What are the day-to-day tasks of an Economist at FERC?
“I process routine and complex filings dealing electricity market issues and formula rates. Most of my time is spent doing research on specific topics and writing drafts of the orders that the Commission issues.”

Nicole Buell, Economist
Education: University of Richmond, B.S. Biology & Sociology 2007 | Duke University, M.S. Environmental Management (Environmental Economics and Policy) 2011
Joined FERC: Recent Graduates Program, September 2013

“I enjoy how friendly and helpful all of the employees are—particularly how everyone is so willing to (and continues to) drop everything and answer questions, help sort through an issue or problem. I’m constantly impressed with the knowledge everyone has to share. I analyze rate, rule, and regulation changes filed by electrical companies and regional transmission operators while working alongside many different offices including the Office of General Council, Office of Electric Reliability, Office of Energy Policy and Innovation. I also present options and recommendations to senior staff, and write and review orders for the Commissioners."

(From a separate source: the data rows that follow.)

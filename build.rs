fn main() {
    println!("cargo:rerun-if-changed=build.rs");

    // Host builds (tests, fuzzing) have no ESP-IDF environment to export.
    #[cfg(feature = "espidf")]
    embuild::espidf::sysenv::output();
}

What advice would you share to new employees at FERC?
“Use your beginning months to read as much as you can, get on as many projects as you can, and join as many meetings you can. The exposure is critical to learning about the job and learning to do it well (in addition to figuring out what is of most interest to you).”

Matt McWhorter, Energy Industry Analyst
Education: College of William and Mary, B.A. Government 2006 | University of Massachusetts, Boston, M.A. Public Administration 2015
Joined FERC: Winter 2016

“FERC offers a great mix of professionals from diverse backgrounds and perspectives. The work is truly engaging. The Office of Energy Markets and Regulations (East) staff have been welcoming and very receptive to answering questions and providing guidance.

FERC offers a truly interdisciplinary experience at the energy policy-engineering-economics nexus. The agency has an abundance of human capital resources to leverage in your quest for personal knowledge and development.”

What are the day-to-day activities of an Energy Industry Analyst at FERC?
“My daily tasks are typically focused on analyzing new electric rate filings submitted to the agency from jurisdictional entities in the East region of the United States. This involves assessing options for the requested Commission action and coordinating with internal staff from other departments. I also research appropriate Commission precedent to ensure that the orders I draft are in accordance with current FERC policies and guidance.”